» ASSIGNED TASK:
Scan the listing beneath this sentence. Report each line with the word "enum".
=== Begin Enclosure ===
//! Magic-byte format detection.
//!
//! Exact signatures rank HIGH; container formats that need an inner probe
//! (DOCX inside ZIP, Opus inside Ogg) rank MEDIUM; a mime/extension fallback
//! ranks LOW. Anything else is rejected as unknown.

#[derive(Debug, Clone, Copy, PartialEq, Eq)]
pub enum MediaFormat {
    Png,
    Jpeg,
    Pdf,
    Docx,
    Zip,
    Ogg,
}

#[derive(Debug, Clone, Copy, PartialEq, Eq, PartialOrd, Ord)]
pub enum Confidence {
    Low,
    Medium,
    High,
}

const PNG_SIG: &[u8] = &[0x89, b'P', b'N', b'G', 0x0D, 0x0A, 0x1A, 0x0A];
const JPEG_SIG: &[u8] = &[0xFF, 0xD8, 0xFF];
const PDF_SIG: &[u8] = b"%PDF-";
const ZIP_SIG: &[u8] = &[b'P', b'K', 0x03, 0x04];
const OGG_SIG: &[u8] = b"OggS";

/// How far into a ZIP we look for DOCX markers. Central directory entries for
/// small documents land well within this window.
const ZIP_PROBE_WINDOW: usize = 4096;

/// Detect the format of `bytes`, using `mime_hint` only as a LOW-confidence
/// fallback when no signature matches.
pub fn detect(bytes: &[u8], mime_hint: Option<&str>) -> Option<(MediaFormat, Confidence)> {
    if bytes.starts_with(PNG_SIG) {
        return Some((MediaFormat::Png, Confidence::High));
    }
    if bytes.starts_with(JPEG_SIG) {
        return Some((MediaFormat::Jpeg, Confidence::High));
    }
    if bytes.starts_with(PDF_SIG) {
        return Some((MediaFormat::Pdf, Confidence::High));
    }
    if bytes.starts_with(ZIP_SIG) {
        // ZIP container: prefer DOCX when the inner XML markers are present.
        let window = &bytes[..bytes.len().min(ZIP_PROBE_WINDOW)];
        if contains(window, b"word/") || contains(window, b"[Content_Types].xml") {
            return Some((MediaFormat::Docx, Confidence::Medium));
        }
        return Some((MediaFormat::Zip, Confidence::Medium));
    }
    if bytes.starts_with(OGG_SIG) {
        // Ogg container; confirm the Opus codec header if it is in view.
        let window = &bytes[..bytes.len().min(512)];
        let confidence = if contains(window, b"OpusHead") {
            Confidence::High
        } else {
            Confidence::Medium
        };
        return Some((MediaFormat::Ogg, confidence));
    }

    match mime_hint {
        Some("image/png") => Some((MediaFormat::Png, Confidence::Low)),
        Some("image/jpeg") | Some("image/jpg") => Some((MediaFormat::Jpeg, Confidence::Low)),
        Some("application/pdf") => Some((MediaFormat::Pdf, Confidence::Low)),
        Some("audio/ogg") | Some("audio/opus") | Some("audio/ogg; codecs=opus") => {
            Some((MediaFormat::Ogg, Confidence::Low))
        }
        Some(m)
            if m == "application/vnd.openxmlformats-officedocument.wordprocessingml.document" =>
        {
            Some((MediaFormat::Docx, Confidence::Low))
        }
        _ => None,
    }
}

fn contains(haystack: &[u8], needle: &[u8]) -> bool {
    haystack.windows(needle.len()).any(|w| w == needle)
}

#[cfg(test)]
mod tests {
    use super::*;

    #[test]
    fn png_signature_is_high() {
        let mut bytes = PNG_SIG.to_vec();
        bytes.extend_from_slice(&[0u8; 16]);
        assert_eq!(detect(&bytes, None), Some((MediaFormat::Png, Confidence::High)));
    }

    #[test]
    fn jpeg_signature_is_high() {
        assert_eq!(
            detect(&[0xFF, 0xD8, 0xFF, 0xE0, 0x00], None),
            Some((MediaFormat::Jpeg, Confidence::High))
        );
    }

    #[test]
    fn pdf_signature_is_high() {
        assert_eq!(
            detect(b"%PDF-1.7 rest", None),
            Some((MediaFormat::Pdf, Confidence::High))
        );
    }

    #[test]
    fn docx_preferred_over_raw_zip_when_markers_exist() {
        let mut bytes = ZIP_SIG.to_vec();
        bytes.extend_from_slice(b"........[Content_Types].xml......word/document.xml");
        assert_eq!(detect(&bytes, None), Some((MediaFormat::Docx, Confidence::Medium)));
    }

    #[test]
    fn plain_zip_without_markers_stays_zip() {
        let mut bytes = ZIP_SIG.to_vec();
        bytes.extend_from_slice(b"some/other/file.txt");
        assert_eq!(detect(&bytes, None), Some((MediaFormat::Zip, Confidence::Medium)));
    }

    #[test]
    fn ogg_with_opus_head_is_high() {
        let mut bytes = OGG_SIG.to_vec();
        bytes.extend_from_slice(b"\x00\x02....OpusHead....");
        assert_eq!(detect(&bytes, None), Some((MediaFormat::Ogg, Confidence::High)));
    }

    #[test]
    fn ogg_without_opus_head_is_medium() {
        let mut bytes = OGG_SIG.to_vec();
        bytes.extend_from_slice(&[0u8; 32]);
        assert_eq!(detect(&bytes, None), Some((MediaFormat::Ogg, Confidence::Medium)));
    }

    #[test]
    fn mime_fallback_is_low() {
        assert_eq!(
            detect(&[0u8; 8], Some("image/jpeg")),
            Some((MediaFormat::Jpeg, Confidence::Low))
        );
    }

    #[test]
    fn unknown_is_rejected() {
        assert_eq!(detect(&[0u8; 8], None), None);
        assert_eq!(detect(&[0u8; 8], Some("application/x-mystery")), None);
    }
}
=== End Enclosure ===
» EXERCISE OUTPUT:
pub enum MediaFormat {
pub enum Confidence {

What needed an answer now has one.